The A→B view shows what WorldView-3 “sees” looking at Starlink—useful for understanding imaging geometry.
It’s educational for understanding orbital mechanics: why some satellites get close frequently, why others never do, and how inclination, altitude, and RAAN affect conjunction patterns.
Conclusion
What started as a simple question—how quickly could they take this photo?—led me down an unexpected path.
I tried three approaches to reproduce the reported 241 km distance over Alaska. None succeeded. The closest I found was 204 km over the Atlantic, or 350 km near Kamchatka. Whether this gap reflects different ephemerides, a miles-vs-kilometers transcription error, or something else entirely, I can’t say for certain.

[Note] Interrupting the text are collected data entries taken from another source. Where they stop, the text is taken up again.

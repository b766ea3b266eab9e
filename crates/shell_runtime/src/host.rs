//! Browser-side execution of [`ShellEffect`]s and viewport queries.

use leptos::logging;
#[cfg(target_arch = "wasm32")]
use wasm_bindgen::{closure::Closure, JsCast};

use crate::{
    model::{WindowId, WindowRect},
    shell::ShellEffect,
};

const FOCUSABLE_CONTENT: &str = "textarea, input, button, iframe, [tabindex]";

/// DOM id of the content area of a shell window.
pub fn window_body_dom_id(window_id: WindowId) -> String {
    format!("ordo-window-body-{}", window_id.0)
}

pub(crate) fn run_shell_effect(effect: ShellEffect) {
    match effect {
        ShellEffect::FocusWindowInput(window_id) => focus_window_input(window_id),
        ShellEffect::SetFullscreen(enabled) => set_fullscreen(enabled),
        ShellEffect::Shutdown => shutdown(),
    }
}

fn focus_window_input(window_id: WindowId) {
    #[cfg(target_arch = "wasm32")]
    {
        let Some(window) = web_sys::window() else {
            return;
        };
        let Some(document) = window.document() else {
            return;
        };
        let selector = format!("#{} :is({FOCUSABLE_CONTENT})", window_body_dom_id(window_id));
        let Ok(Some(element)) = document.query_selector(&selector) else {
            return;
        };
        let Ok(element) = element.dyn_into::<web_sys::HtmlElement>() else {
            return;
        };
        // Deferred so the window body has been mounted by the time focus moves.
        let callback = Closure::once_into_js(move || {
            let _ = element.focus();
        });
        let _ = window
            .set_timeout_with_callback_and_timeout_and_arguments_0(callback.unchecked_ref(), 0);
    }
    #[cfg(not(target_arch = "wasm32"))]
    let _ = (window_id, FOCUSABLE_CONTENT);
}

fn set_fullscreen(enabled: bool) {
    #[cfg(target_arch = "wasm32")]
    {
        let Some(document) = web_sys::window().and_then(|window| window.document()) else {
            return;
        };
        let is_fullscreen = document.fullscreen_element().is_some();
        let result = match (enabled, is_fullscreen) {
            (true, false) => document
                .document_element()
                .map(|root| root.request_fullscreen())
                .unwrap_or(Ok(())),
            (false, true) => {
                document.exit_fullscreen();
                Ok(())
            }
            _ => Ok(()),
        };
        if let Err(err) = result {
            logging::warn!("fullscreen request rejected: {err:?}");
        }
    }
    #[cfg(not(target_arch = "wasm32"))]
    logging::log!("fullscreen {}", if enabled { "on" } else { "off" });
}

/// Whether the document currently presents an element fullscreen.
pub fn is_document_fullscreen() -> bool {
    #[cfg(target_arch = "wasm32")]
    {
        web_sys::window()
            .and_then(|window| window.document())
            .is_some_and(|document| document.fullscreen_element().is_some())
    }
    #[cfg(not(target_arch = "wasm32"))]
    {
        false
    }
}

fn shutdown() {
    logging::log!("kiosk session ended");
    #[cfg(target_arch = "wasm32")]
    {
        // Only effective for script-opened tabs; otherwise the shutdown screen stays up.
        if let Some(window) = web_sys::window() {
            let _ = window.close();
        }
    }
}

/// Browser viewport, taskbar included.
pub fn desktop_viewport_rect() -> WindowRect {
    #[cfg(target_arch = "wasm32")]
    {
        if let Some(window) = web_sys::window() {
            let width = window
                .inner_width()
                .ok()
                .and_then(|value| value.as_f64())
                .map(|value| value as i32)
                .unwrap_or(1024);
            let height = window
                .inner_height()
                .ok()
                .and_then(|value| value.as_f64())
                .map(|value| value as i32)
                .unwrap_or(768);

            return WindowRect {
                x: 0,
                y: 0,
                w: width.max(320),
                h: height.max(240),
            };
        }
    }

    WindowRect {
        x: 0,
        y: 0,
        w: 1024,
        h: 768,
    }
}

#[cfg(test)]
mod tests {
    use super::*;

    #[test]
    fn window_body_ids_are_stable() {
        assert_eq!(window_body_dom_id(WindowId(3)), "ordo-window-body-3");
    }

    #[test]
    fn native_document_is_never_fullscreen() {
        assert!(!is_document_fullscreen());
    }

    #[test]
    fn native_viewport_falls_back_to_default_size() {
        assert_eq!(
            desktop_viewport_rect(),
            WindowRect {
                x: 0,
                y: 0,
                w: 1024,
                h: 768
            }
        );
    }
}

But the investigation was worth it. Building SatToSat taught me how satellite conjunctions actually work—the rhythm of close approaches, the physics of envelope periods, why some satellite pairs meet frequently while others never do. The scalloped patterns in the distance graphs aren’t just pretty; they encode real orbital mechanics.
Sometimes the most interesting answer to a question is discovering why you can’t answer it.
The investigation details, analysis scripts, and envelope analysis are available in the SatToSat repository.